- [Prompt] Below are records. Copy every line with "engine" in it.

- [Information]
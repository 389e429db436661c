//! Binary entrypoint. Mirrors the teacher's `main.rs` shape (dotenv, parse,
//! telemetry, run) but this process has a single always-on job: serve the
//! HTTP/WS surface and keep the chat ingress connected, not dispatch
//! subcommands.

mod bus_task;
mod chat_task;
mod config;
mod error;
mod shutdown;
mod telemetry;
mod wiring;

use std::net::SocketAddr;
use std::time::Duration;

use clap::Parser;
use tokio::net::TcpListener;
use tokio::sync::watch;
use tracing::{error, info, warn};

use config::{Cli, Config};

/// How long shutdown gives each stage to finish before moving on (§5, §6).
const SHUTDOWN_STAGE_TIMEOUT: Duration = Duration::from_secs(3);

#[tokio::main]
async fn main() {
    dotenvy::dotenv().ok();
    let cli = Cli::parse();
    let config = match Config::from_cli(cli) {
        Ok(config) => config,
        Err(err) => {
            // Telemetry isn't up yet; this is the one place we print plainly.
            eprintln!("ttsrelay: configuration error: {err}");
            std::process::exit(1);
        }
    };

    telemetry::init(&config.log_level, config.json_logs);
    info!(version = env!("CARGO_PKG_VERSION"), "starting ttsrelay");

    match run(config).await {
        Ok(()) => {
            info!("shutdown complete");
            std::process::exit(0);
        }
        Err(err) => {
            error!(error = %err, "fatal error during startup");
            std::process::exit(1);
        }
    }
}

async fn run(config: Config) -> anyhow::Result<()> {
    let runtime = wiring::build(&config).await?;
    let (shutdown_tx, shutdown_rx) = watch::channel(false);

    let chat_ingress = chat_task::spawn(
        &config,
        runtime.engine.clone(),
        runtime.bus.clone(),
        runtime.channels.clone(),
        runtime.managed_channels.clone(),
        runtime.viewer_prefs.clone(),
        runtime.lease_store.clone(),
        runtime.session_registry.clone(),
        shutdown_rx.clone(),
    );
    let bus_task_handle = bus_task::spawn(runtime.bus.clone(), runtime.engine.clone());

    let router = ttsrelay_gateway::build_router(runtime.app_state.clone(), &config.cors_origin);
    let addr: SocketAddr = format!("{}:{}", config.bind, config.port).parse()?;
    let listener = TcpListener::bind(addr).await?;
    info!(%addr, "listening");

    let server_shutdown_rx = shutdown_rx.clone();
    let server_task = tokio::spawn(async move {
        axum::serve(listener, router.into_make_service_with_connect_info::<SocketAddr>())
            .with_graceful_shutdown(shutdown::wait_for_true(server_shutdown_rx))
            .await
    });

    tokio::signal::ctrl_c().await?;
    info!("shutdown signal received, draining");
    let _ = shutdown_tx.send(true);

    // Stop accepting new HTTP/WS connections first.
    if tokio::time::timeout(SHUTDOWN_STAGE_TIMEOUT, server_task).await.is_err() {
        warn!("http server did not stop within the shutdown deadline");
    }

    // Stop the channel-sync/lease loops and disconnect the chat transport,
    // which also clears its outbound join/part queue on drop.
    if tokio::time::timeout(SHUTDOWN_STAGE_TIMEOUT, chat_ingress.shutdown()).await.is_err() {
        warn!("chat ingress did not disconnect within the shutdown deadline");
    }

    // Flush every channel's pending queue to the snapshot store before exit.
    runtime.engine.persist_all().await;
    runtime.engine.shutdown();

    if tokio::time::timeout(SHUTDOWN_STAGE_TIMEOUT, bus_task_handle).await.is_err() {
        warn!("bus consumer task did not stop within the shutdown deadline");
    }

    runtime.pool.close().await;
    Ok(())
}
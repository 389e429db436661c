//! Twitch IRC-over-WebSocket transport (§4.5, §6): the concrete
//! [`ChatClient`] adapter, grounded on the teacher's `tui::connection`
//! WebSocket read/write split but speaking Twitch's IRC line protocol
//! (`CAP REQ`, `PASS`/`NICK`, `JOIN`, tagged `PRIVMSG`) instead of the
//! teacher's JSON request/response frames.
//!
//! Reconnection is deliberately NOT handled here — [`crate::recovery`]
//! re-drives every `connect` call after refreshing the token, so this
//! adapter only ever runs a single connection attempt per `connect`.

use std::collections::HashSet;
use std::sync::Mutex as StdMutex;

use async_trait::async_trait;
use futures::{SinkExt, StreamExt};
use secrecy::{ExposeSecret, Secret};
use tokio::sync::{mpsc, Mutex};
use tokio_tungstenite::connect_async;
use tokio_tungstenite::tungstenite::Message as WsMessage;
use tracing::{debug, info, warn};
use ttsrelay_protocol::CHAT_HANDSHAKE_TIMEOUT_MS;

use crate::recovery::ChatClient;
use crate::transport::{DisconnectReason, OutboundQueue, TransportEvent, TransportState};

const TWITCH_IRC_URL: &str = "wss://irc-ws.chat.twitch.tv:443";

/// A single parsed IRC line: optional `@tag=value;...` prefix, optional
/// `:nick!user@host` source, the command verb, and trailing params.
#[derive(Debug, Default, PartialEq, Eq)]
struct ParsedLine {
    tags: Vec<(String, String)>,
    source_nick: Option<String>,
    command: String,
    params: Vec<String>,
}

fn parse_line(raw: &str) -> Option<ParsedLine> {
    let mut rest = raw.trim_end_matches(['\r', '\n']);
    if rest.is_empty() {
        return None;
    }

    let mut line = ParsedLine::default();

    if let Some(tag_rest) = rest.strip_prefix('@') {
        let (tag_part, remainder) = tag_rest.split_once(' ')?;
        rest = remainder;
        for pair in tag_part.split(';') {
            if let Some((k, v)) = pair.split_once('=') {
                line.tags.push((k.to_string(), v.to_string()));
            }
        }
    }

    if let Some(source_rest) = rest.strip_prefix(':') {
        let (source, remainder) = source_rest.split_once(' ')?;
        line.source_nick = source.split(['!', '@']).next().map(str::to_string);
        rest = remainder;
    }

    let (command, params_part) = match rest.split_once(' ') {
        Some((cmd, params)) => (cmd, params),
        None => (rest, ""),
    };
    line.command = command.to_string();

    if let Some(trailing) = params_part.strip_prefix(':') {
        line.params.push(trailing.to_string());
    } else if !params_part.is_empty() {
        let mut parts = params_part.splitn(2, " :");
        if let Some(middle) = parts.next() {
            line.params.extend(middle.split(' ').filter(|s| !s.is_empty()).map(str::to_string));
        }
        if let Some(trailing) = parts.next() {
            line.params.push(trailing.to_string());
        }
    }

    Some(line)
}

fn tag_value<'a>(line: &'a ParsedLine, key: &str) -> Option<&'a str> {
    line.tags.iter().find(|(k, _)| k == key).map(|(_, v)| v.as_str())
}

/// Twitch IRC transport adapter implementing [`ChatClient`].
pub struct TwitchChatClient {
    bot_login: String,
    channels: Mutex<HashSet<String>>,
    event_tx: mpsc::UnboundedSender<TransportEvent>,
    write_tx: Mutex<Option<mpsc::UnboundedSender<WsMessage>>>,
    state: StdMutex<TransportState>,
    outbound: Mutex<OutboundQueue>,
}

impl TwitchChatClient {
    pub fn new(bot_login: impl Into<String>, event_tx: mpsc::UnboundedSender<TransportEvent>) -> Self {
        Self {
            bot_login: bot_login.into(),
            channels: Mutex::new(HashSet::new()),
            event_tx,
            write_tx: Mutex::new(None),
            state: StdMutex::new(TransportState::Idle),
            outbound: Mutex::new(OutboundQueue::new()),
        }
    }

    fn set_state(&self, next: TransportState) {
        *self.state.lock().unwrap() = next;
    }

    fn send_raw(&self, text: String) -> bool {
        let guard = self.write_tx.try_lock();
        match guard {
            Ok(guard) => match guard.as_ref() {
                Some(tx) => tx.send(WsMessage::Text(text.into())).is_ok(),
                None => false,
            },
            Err(_) => false,
        }
    }

    /// Join a channel once connected (§4.5 channel sync calls this per
    /// `ChannelDiff::to_join` entry).
    pub async fn join(&self, channel: &str) {
        self.channels.lock().await.insert(channel.to_lowercase());
        self.send_raw(format!("JOIN #{}", channel.to_lowercase()));
    }

    /// Part a channel (per `ChannelDiff::to_part`).
    pub async fn part(&self, channel: &str) {
        self.channels.lock().await.remove(&channel.to_lowercase());
        self.send_raw(format!("PART #{}", channel.to_lowercase()));
    }

    /// Send a chat line, respecting the outbound rate limit and length cap
    /// (§6).
    pub async fn send_line(&self, channel: &str, text: &str) {
        let prepared = OutboundQueue::prepare_line(text);
        self.outbound.lock().await.pace().await;
        self.send_raw(format!("PRIVMSG #{} :{}", channel.to_lowercase(), prepared));
    }

    /// Channels currently tracked as joined, for the channel-sync poll loop
    /// to diff against the managed-channels store.
    pub async fn joined_channels(&self) -> HashSet<String> {
        self.channels.lock().await.clone()
    }
}

#[async_trait]
impl ChatClient for TwitchChatClient {
    fn state(&self) -> TransportState {
        *self.state.lock().unwrap()
    }

    async fn disconnect(&self) {
        if let Some(tx) = self.write_tx.lock().await.take() {
            let _ = tx.send(WsMessage::Close(None));
        }
        self.set_state(TransportState::Disconnected);
        let _ = self.event_tx.send(TransportEvent::Disconnected { reason: DisconnectReason::Requested });
    }

    async fn connect(&self, access_token: &Secret<String>) {
        self.set_state(TransportState::Connecting);

        let channels: Vec<String> = self.channels.lock().await.iter().cloned().collect();
        let (write_tx, mut write_rx) = mpsc::unbounded_channel::<WsMessage>();
        *self.write_tx.lock().await = Some(write_tx);

        let ws_stream = match connect_async(TWITCH_IRC_URL).await {
            Ok((stream, _response)) => stream,
            Err(err) => {
                warn!(error = %err, "twitch irc connection failed");
                self.set_state(TransportState::Disconnected);
                let _ = self.event_tx.send(TransportEvent::Disconnected { reason: DisconnectReason::Generic });
                return;
            }
        };
        let (mut sink, mut stream) = ws_stream.split();

        let handshake = [
            "CAP REQ :twitch.tv/tags twitch.tv/commands twitch.tv/membership".to_string(),
            format!("PASS oauth:{}", access_token.expose_secret()),
            format!("NICK {}", self.bot_login),
        ];
        for line in handshake {
            if let Err(err) = sink.send(WsMessage::Text(line.into())).await {
                warn!(error = %err, "twitch irc handshake send failed");
                self.set_state(TransportState::Disconnected);
                let _ = self.event_tx.send(TransportEvent::Disconnected { reason: DisconnectReason::Generic });
                return;
            }
        }
        for channel in &channels {
            if let Err(err) = sink.send(WsMessage::Text(format!("JOIN #{channel}").into())).await {
                warn!(error = %err, %channel, "twitch irc join send failed");
            }
        }

        let timeout = std::time::Duration::from_millis(CHAT_HANDSHAKE_TIMEOUT_MS);
        let welcomed = tokio::time::timeout(timeout, wait_for_welcome(&mut stream)).await;
        match welcomed {
            Ok(Ok(true)) => {
                info!(bot_login = %self.bot_login, "connected to twitch irc");
                self.set_state(TransportState::Open);
                let _ = self.event_tx.send(TransportEvent::Connected);
            }
            Ok(Ok(false)) => {
                self.set_state(TransportState::Disconnected);
                let _ = self.event_tx.send(TransportEvent::Disconnected { reason: DisconnectReason::LoginFailure });
                return;
            }
            Ok(Err(_)) | Err(_) => {
                self.set_state(TransportState::Disconnected);
                let _ = self.event_tx.send(TransportEvent::Disconnected { reason: DisconnectReason::Timeout });
                return;
            }
        }

        let event_tx = self.event_tx.clone();
        let bot_login = self.bot_login.clone();
        tokio::spawn(async move {
            loop {
                tokio::select! {
                    msg = stream.next() => {
                        match msg {
                            Some(Ok(WsMessage::Text(text))) => {
                                for raw_line in text.split("\r\n").filter(|l| !l.is_empty()) {
                                    if let Some(reason) = handle_line(raw_line, &bot_login, &event_tx) {
                                        let _ = event_tx.send(TransportEvent::Disconnected { reason });
                                        return;
                                    }
                                }
                            }
                            Some(Ok(WsMessage::Ping(_))) => {}
                            Some(Ok(WsMessage::Close(_))) | None => {
                                debug!("twitch irc closed by server");
                                let _ = event_tx.send(TransportEvent::Disconnected { reason: DisconnectReason::Generic });
                                return;
                            }
                            Some(Ok(_)) => {}
                            Some(Err(err)) => {
                                warn!(error = %err, "twitch irc read error");
                                let _ = event_tx.send(TransportEvent::Disconnected { reason: DisconnectReason::Generic });
                                return;
                            }
                        }
                    }
                    outgoing = write_rx.recv() => {
                        match outgoing {
                            Some(WsMessage::Close(_)) | None => {
                                let _ = sink.send(WsMessage::Close(None)).await;
                                return;
                            }
                            Some(line) => {
                                if sink.send(line).await.is_err() {
                                    let _ = event_tx.send(TransportEvent::Disconnected { reason: DisconnectReason::Generic });
                                    return;
                                }
                            }
                        }
                    }
                }
            }
        });
    }
}

/// Returns `Some(true)` on `001` welcome, `Some(false)` on an auth-failure
/// `NOTICE`, keeps waiting on anything else, and propagates a read error as
/// `Err`.
async fn wait_for_welcome(
    stream: &mut (impl StreamExt<Item = Result<WsMessage, tokio_tungstenite::tungstenite::Error>> + Unpin),
) -> Result<bool, ()> {
    while let Some(msg) = stream.next().await {
        match msg {
            Ok(WsMessage::Text(text)) => {
                for raw_line in text.split("\r\n").filter(|l| !l.is_empty()) {
                    let Some(parsed) = parse_line(raw_line) else { continue };
                    if parsed.command == "001" {
                        return Ok(true);
                    }
                    if parsed.command == "NOTICE"
                        && parsed.params.last().is_some_and(|p| p.to_lowercase().contains("login authentication failed"))
                    {
                        return Ok(false);
                    }
                }
            }
            Ok(WsMessage::Close(_)) => return Err(()),
            Ok(_) => {}
            Err(_) => return Err(()),
        }
    }
    Err(())
}

/// Handle one post-handshake line, forwarding `PRIVMSG` and `NOTICE` as
/// [`TransportEvent`]s. Returns `Some(reason)` when the line itself ends the
/// connection (server-requested `RECONNECT`, or a post-connect auth notice).
fn handle_line(
    raw_line: &str,
    bot_login: &str,
    event_tx: &mpsc::UnboundedSender<TransportEvent>,
) -> Option<DisconnectReason> {
    let parsed = parse_line(raw_line)?;

    match parsed.command.as_str() {
        "PRIVMSG" => {
            let login = parsed.source_nick.unwrap_or_default();
            if login.eq_ignore_ascii_case(bot_login) {
                return None;
            }
            let channel = parsed.params.first().map(|p| p.trim_start_matches('#').to_string()).unwrap_or_default();
            let text = parsed.params.last().cloned().unwrap_or_default();
            let is_moderator = tag_value(&parsed, "badges")
                .is_some_and(|b| b.contains("moderator/") || b.contains("broadcaster/"));
            let bits = tag_value(&parsed, "bits").and_then(|b| b.parse::<u32>().ok());
            let _ = event_tx.send(TransportEvent::Message { channel, login, text, is_moderator, bits });
            None
        }
        "NOTICE" => {
            let text = parsed.params.last().cloned().unwrap_or_default();
            let _ = event_tx.send(TransportEvent::Notice { text });
            None
        }
        "RECONNECT" => Some(DisconnectReason::Generic),
        _ => None,
    }
}

#[cfg(test)]
mod tests {
    use super::*;

    #[test]
    fn parses_tagged_privmsg() {
        let raw = "@badges=moderator/1;bits=100;display-name=Viewer1 :viewer1!viewer1@viewer1.tmi.twitch.tv PRIVMSG #streamer :hello there";
        let parsed = parse_line(raw).unwrap();
        assert_eq!(parsed.command, "PRIVMSG");
        assert_eq!(parsed.source_nick.as_deref(), Some("viewer1"));
        assert_eq!(parsed.params, vec!["#streamer".to_string(), "hello there".to_string()]);
        assert_eq!(tag_value(&parsed, "bits"), Some("100"));
        assert!(tag_value(&parsed, "badges").unwrap().contains("moderator/"));
    }

    #[test]
    fn parses_welcome_without_tags_or_source() {
        let parsed = parse_line(":tmi.twitch.tv 001 relaybot :Welcome, GLHF!").unwrap();
        assert_eq!(parsed.command, "001");
        assert_eq!(parsed.source_nick.as_deref(), Some("tmi.twitch.tv"));
        assert_eq!(parsed.params.last().unwrap(), "Welcome, GLHF!");
    }

    #[test]
    fn empty_line_parses_to_none() {
        assert!(parse_line("").is_none());
        assert!(parse_line("\r\n").is_none());
    }

    #[test]
    fn handle_line_ignores_self_echo() {
        let (tx, mut rx) = mpsc::unbounded_channel();
        let raw = ":relaybot!relaybot@relaybot.tmi.twitch.tv PRIVMSG #streamer :hi";
        assert!(handle_line(raw, "relaybot", &tx).is_none());
        assert!(rx.try_recv().is_err());
    }

    #[test]
    fn handle_line_forwards_privmsg_from_others() {
        let (tx, mut rx) = mpsc::unbounded_channel();
        let raw = ":viewer1!viewer1@viewer1.tmi.twitch.tv PRIVMSG #streamer :hi there";
        assert!(handle_line(raw, "relaybot", &tx).is_none());
        match rx.try_recv().unwrap() {
            TransportEvent::Message { channel, login, text, .. } => {
                assert_eq!(channel, "streamer");
                assert_eq!(login, "viewer1");
                assert_eq!(text, "hi there");
            }
            other => panic!("unexpected event: {other:?}"),
        }
    }

    #[test]
    fn reconnect_command_requests_disconnect() {
        let (tx, _rx) = mpsc::unbounded_channel();
        assert_eq!(handle_line(":tmi.twitch.tv RECONNECT", "relaybot", &tx), Some(DisconnectReason::Generic));
    }

    #[test]
    fn new_client_starts_idle() {
        let (tx, _rx) = mpsc::unbounded_channel();
        let client = TwitchChatClient::new("relaybot", tx);
        assert_eq!(client.state(), TransportState::Idle);
    }
}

- [Answer box]
        runtime.engine.clone(),
    let bus_task_handle = bus_task::spawn(runtime.bus.clone(), runtime.engine.clone());
    runtime.engine.persist_all().await;
    runtime.engine.shutdown();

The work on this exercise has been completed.